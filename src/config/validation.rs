//! Config validation: unknown-key detection with Levenshtein suggestions
//! and physical range checks.
//!
//! Two-pass parse approach: first deserialize raw TOML into `toml::Value`,
//! walk the key tree, compare against known field names, and emit warnings
//! with "did you mean?" suggestions. Then proceed with normal serde
//! deserialization. Warnings never break existing configs.

use std::collections::HashSet;

/// A non-fatal config warning (typo, suspicious value).
#[derive(Debug, Clone)]
pub struct ValidationWarning {
    pub field: String,
    pub message: String,
    pub suggestion: Option<String>,
}

impl std::fmt::Display for ValidationWarning {
    fn fmt(&self, f: &mut std::fmt::Formatter<'_>) -> std::fmt::Result {
        write!(f, "{}", self.message)?;
        if let Some(ref s) = self.suggestion {
            write!(f, ", did you mean '{s}'?")?;
        }
        Ok(())
    }
}

// ============================================================================
// Known Config Keys
// ============================================================================

/// Returns the complete set of valid dotted key paths for EngineConfig.
///
/// Arrays of tables (`health.components`, `schedule.items`) are validated by
/// serde, so only their parent key appears here. Any new field added to
/// EngineConfig must be added here too.
pub fn known_config_keys() -> HashSet<&'static str> {
    let keys: &[&str] = &[
        // [turbine]
        "turbine",
        "turbine.id",
        "turbine.site",
        // [estimator]
        "estimator",
        "estimator.default_classifier_probability",
        "estimator.default_sequence_probability",
        "estimator.classifier_weight",
        "estimator.sequence_weight",
        "estimator.failure_threshold",
        "estimator.medium_risk_threshold",
        "estimator.high_risk_threshold",
        "estimator.gear_oil_temp_action_c",
        "estimator.nacelle_temp_action_c",
        "estimator.rotor_rpm_action",
        "estimator.fallback_probability",
        "estimator.fallback_confidence",
        // [features]
        "features",
        "features.max_features",
        // [health]
        "health",
        "health.ml_weight",
        "health.factor_weight",
        "health.critical_score",
        "health.trend_dead_band",
        "health.components",
        // [penalty]
        "penalty",
        "penalty.gear_oil_temp_limit_c",
        "penalty.gear_oil_temp_penalty",
        "penalty.oil_pressure_min_bar",
        "penalty.oil_pressure_penalty",
        "penalty.generator_temp_limit_c",
        "penalty.generator_temp_penalty",
        "penalty.blade_pitch_limit_deg",
        "penalty.blade_pitch_penalty",
        "penalty.nacelle_temp_limit_c",
        "penalty.nacelle_temp_penalty",
        // [rul]
        "rul",
        "rul.baseline_hours",
        "rul.fallback_health_percent",
        // [schedule]
        "schedule",
        "schedule.window_len",
        "schedule.sensitivity_days",
        "schedule.min_rul_days",
        "schedule.due_within_days",
        "schedule.scheduled_within_days",
        "schedule.monitoring_within_days",
        "schedule.assessment_horizon_days",
        "schedule.items",
        // [status]
        "status",
        "status.critical_score",
        "status.optimal_min_average",
        "status.good_min_average",
        "status.good_max_critical",
        "status.good_max_declining",
        "status.fair_min_average",
        "status.fair_max_critical",
        "status.poor_min_average",
        // [server]
        "server",
        "server.addr",
        "server.cors_origins",
    ];
    keys.iter().copied().collect()
}

/// Tables whose child keys are user-defined names (map-valued fields).
fn open_tables() -> &'static [&'static str] {
    &["rul.baseline_hours"]
}

// ============================================================================
// TOML Key Walking
// ============================================================================

/// Recursively walks a `toml::Value` tree and collects all dotted key paths.
///
/// For example, a table `{ a = { b = 1, c = 2 } }` yields:
/// `["a", "a.b", "a.c"]`
pub fn walk_toml_keys(value: &toml::Value, prefix: &str) -> Vec<String> {
    let mut keys = Vec::new();
    if let Some(table) = value.as_table() {
        for (k, v) in table {
            let path = if prefix.is_empty() {
                k.clone()
            } else {
                format!("{prefix}.{k}")
            };
            keys.push(path.clone());
            if v.is_table() {
                keys.extend(walk_toml_keys(v, &path));
            }
        }
    }
    keys
}

/// Collect the dotted paths of every NaN or infinite float in a value tree,
/// including floats nested in arrays.
pub fn non_finite_keys(value: &toml::Value, prefix: &str) -> Vec<String> {
    match value {
        toml::Value::Float(f) if !f.is_finite() => vec![prefix.to_string()],
        toml::Value::Table(table) => table
            .iter()
            .flat_map(|(k, v)| {
                let path = if prefix.is_empty() {
                    k.clone()
                } else {
                    format!("{prefix}.{k}")
                };
                non_finite_keys(v, &path)
            })
            .collect(),
        toml::Value::Array(items) => items
            .iter()
            .enumerate()
            .flat_map(|(i, v)| non_finite_keys(v, &format!("{prefix}[{i}]")))
            .collect(),
        _ => Vec::new(),
    }
}

// ============================================================================
// Levenshtein Distance
// ============================================================================

/// Compute the Levenshtein edit distance between two strings.
fn levenshtein(a: &str, b: &str) -> usize {
    let a_len = a.chars().count();
    let b_len = b.chars().count();
    if a_len == 0 {
        return b_len;
    }
    if b_len == 0 {
        return a_len;
    }

    let mut prev: Vec<usize> = (0..=b_len).collect();
    let mut curr = vec![0; b_len + 1];

    for (i, ca) in a.chars().enumerate() {
        curr[0] = i + 1;
        for (j, cb) in b.chars().enumerate() {
            let cost = usize::from(ca != cb);
            curr[j + 1] = (prev[j + 1] + 1)
                .min(curr[j] + 1)
                .min(prev[j] + cost);
        }
        std::mem::swap(&mut prev, &mut curr);
    }

    prev[b_len]
}

/// Suggest the closest known key for an unknown key, if within edit distance 3.
pub fn suggest_correction(unknown: &str, known: &HashSet<&str>) -> Option<String> {
    let mut best: Option<(&str, usize)> = None;
    for &k in known {
        let dist = levenshtein(unknown, k);
        if dist > 3 {
            continue;
        }
        // Ties resolve alphabetically so suggestions are stable across runs
        let better = match best {
            None => true,
            Some((best_key, best_dist)) => dist < best_dist || (dist == best_dist && k < best_key),
        };
        if better {
            best = Some((k, dist));
        }
    }
    best.map(|(k, _)| k.to_string())
}

// ============================================================================
// Unknown Key Validation (entry point)
// ============================================================================

/// Parse a raw TOML string and return warnings for any unknown config keys.
///
/// This does NOT fail on unknown keys; it only warns. Existing configs
/// always continue to work.
pub fn validate_unknown_keys(raw_toml: &str) -> Vec<ValidationWarning> {
    let value: toml::Value = match raw_toml.parse() {
        Ok(v) => v,
        Err(_) => return Vec::new(), // parse errors are handled by serde later
    };

    let known = known_config_keys();
    let open = open_tables();
    let found = walk_toml_keys(&value, "");
    let mut warnings = Vec::new();

    for key in &found {
        if known.contains(key.as_str()) {
            continue;
        }
        if open
            .iter()
            .any(|t| key.strip_prefix(t).is_some_and(|rest| rest.starts_with('.')))
        {
            continue;
        }
        let suggestion = suggest_correction(key, &known);
        warnings.push(ValidationWarning {
            field: key.clone(),
            message: format!("Unknown config key '{key}'"),
            suggestion,
        });
    }

    warnings
}

// ============================================================================
// Physical Range Validation
// ============================================================================

/// Validate physical ranges on a parsed EngineConfig.
///
/// Returns (errors, warnings). Errors are impossible values that must
/// prevent startup; warnings are suspicious but not fatal.
pub fn validate_physical_ranges(
    config: &super::EngineConfig,
) -> (Vec<String>, Vec<ValidationWarning>) {
    let mut errors = Vec::new();
    let mut warnings = Vec::new();

    let p = &config.penalty;

    // Oil pressure cannot be negative
    if p.oil_pressure_min_bar < 0.0 {
        errors.push(format!(
            "penalty.oil_pressure_min_bar = {:.2} cannot be negative",
            p.oil_pressure_min_bar
        ));
    }

    // Scores are percentages
    if config.health.critical_score > 100 {
        errors.push(format!(
            "health.critical_score = {} is outside 0-100",
            config.health.critical_score
        ));
    }
    if config.status.critical_score > 100 {
        errors.push(format!(
            "status.critical_score = {} is outside 0-100",
            config.status.critical_score
        ));
    }

    // Pitch limit is a magnitude
    if p.blade_pitch_limit_deg < 0.0 || p.blade_pitch_limit_deg > 180.0 {
        errors.push(format!(
            "penalty.blade_pitch_limit_deg = {:.1} is outside 0-180 degrees",
            p.blade_pitch_limit_deg
        ));
    }

    // Temperature limits: suspicious outside the usual nacelle equipment envelope
    for (field, value, lo, hi) in [
        ("penalty.gear_oil_temp_limit_c", p.gear_oil_temp_limit_c, 40.0, 150.0),
        ("penalty.generator_temp_limit_c", p.generator_temp_limit_c, 40.0, 180.0),
        ("penalty.nacelle_temp_limit_c", p.nacelle_temp_limit_c, 20.0, 120.0),
        ("estimator.gear_oil_temp_action_c", config.estimator.gear_oil_temp_action_c, 40.0, 150.0),
        ("estimator.nacelle_temp_action_c", config.estimator.nacelle_temp_action_c, 20.0, 120.0),
    ] {
        if value < lo || value > hi {
            warnings.push(ValidationWarning {
                field: field.to_string(),
                message: format!("{field} = {value:.1} is outside typical range ({lo:.0}-{hi:.0} °C)"),
                suggestion: None,
            });
        }
    }

    // Rotor speed: utility-scale rotors rarely exceed 40 RPM
    let rpm = config.estimator.rotor_rpm_action;
    if rpm <= 0.0 || rpm > 40.0 {
        warnings.push(ValidationWarning {
            field: "estimator.rotor_rpm_action".to_string(),
            message: format!("estimator.rotor_rpm_action = {rpm:.1} is outside typical range (0-40 RPM)"),
            suggestion: None,
        });
    }

    (errors, warnings)
}

// ============================================================================
// Tests
// ============================================================================

#[cfg(test)]
mod tests {
    use super::*;

    #[test]
    fn test_levenshtein_identical() {
        assert_eq!(levenshtein("hello", "hello"), 0);
    }

    #[test]
    fn test_levenshtein_one_edit() {
        assert_eq!(levenshtein("thresold", "threshold"), 1);
    }

    #[test]
    fn test_levenshtein_empty() {
        assert_eq!(levenshtein("", "abc"), 3);
        assert_eq!(levenshtein("abc", ""), 3);
    }

    #[test]
    fn test_walk_toml_keys_nested() {
        let toml: toml::Value = r#"
            [estimator]
            high_risk_threshold = 0.7
        "#
        .parse()
        .unwrap();
        let keys = walk_toml_keys(&toml, "");
        assert!(keys.contains(&"estimator".to_string()));
        assert!(keys.contains(&"estimator.high_risk_threshold".to_string()));
    }

    #[test]
    fn test_typo_key_produces_warning_with_suggestion() {
        let toml_str = r#"
[estimator]
high_risk_threshhold = 0.7
"#;
        let warnings = validate_unknown_keys(toml_str);
        assert_eq!(warnings.len(), 1);
        assert!(warnings[0].field.contains("high_risk_threshhold"));
        assert_eq!(
            warnings[0].suggestion.as_deref(),
            Some("estimator.high_risk_threshold")
        );
    }

    #[test]
    fn test_open_table_children_are_not_flagged() {
        let toml_str = r#"
[rul.baseline_hours]
gearbox = 9000
yaw_drive = 20000
"#;
        assert!(validate_unknown_keys(toml_str).is_empty());
    }

    #[test]
    fn test_component_array_contents_are_left_to_serde() {
        let toml_str = r#"
[[health.components]]
component = "gearbox"
base_score = 60.0
"#;
        assert!(validate_unknown_keys(toml_str).is_empty());
    }

    #[test]
    fn test_non_finite_keys_found_in_arrays() {
        let mut table = toml::map::Map::new();
        table.insert(
            "xs".to_string(),
            toml::Value::Array(vec![toml::Value::Float(1.0), toml::Value::Float(f64::NAN)]),
        );
        let bad = non_finite_keys(&toml::Value::Table(table), "");
        assert_eq!(bad, vec!["xs[1]".to_string()]);
    }

    #[test]
    fn test_negative_oil_pressure_is_error() {
        let mut config = crate::config::EngineConfig::default();
        config.penalty.oil_pressure_min_bar = -1.0;
        let (errors, _) = validate_physical_ranges(&config);
        assert_eq!(errors.len(), 1);
        assert!(errors[0].contains("oil_pressure_min_bar"));
    }

    #[test]
    fn test_odd_temperature_limit_only_warns() {
        let mut config = crate::config::EngineConfig::default();
        config.penalty.gear_oil_temp_limit_c = 200.0;
        let (errors, warnings) = validate_physical_ranges(&config);
        assert!(errors.is_empty());
        assert_eq!(warnings.len(), 1);
        assert_eq!(warnings[0].field, "penalty.gear_oil_temp_limit_c");
    }
}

^^^^^^^^^^^^^^^^

When a line among the entries contains "configs", pull that line out.

● REPLY
//! deserialization. Warnings never break existing configs.
/// This does NOT fail on unknown keys; it only warns. Existing configs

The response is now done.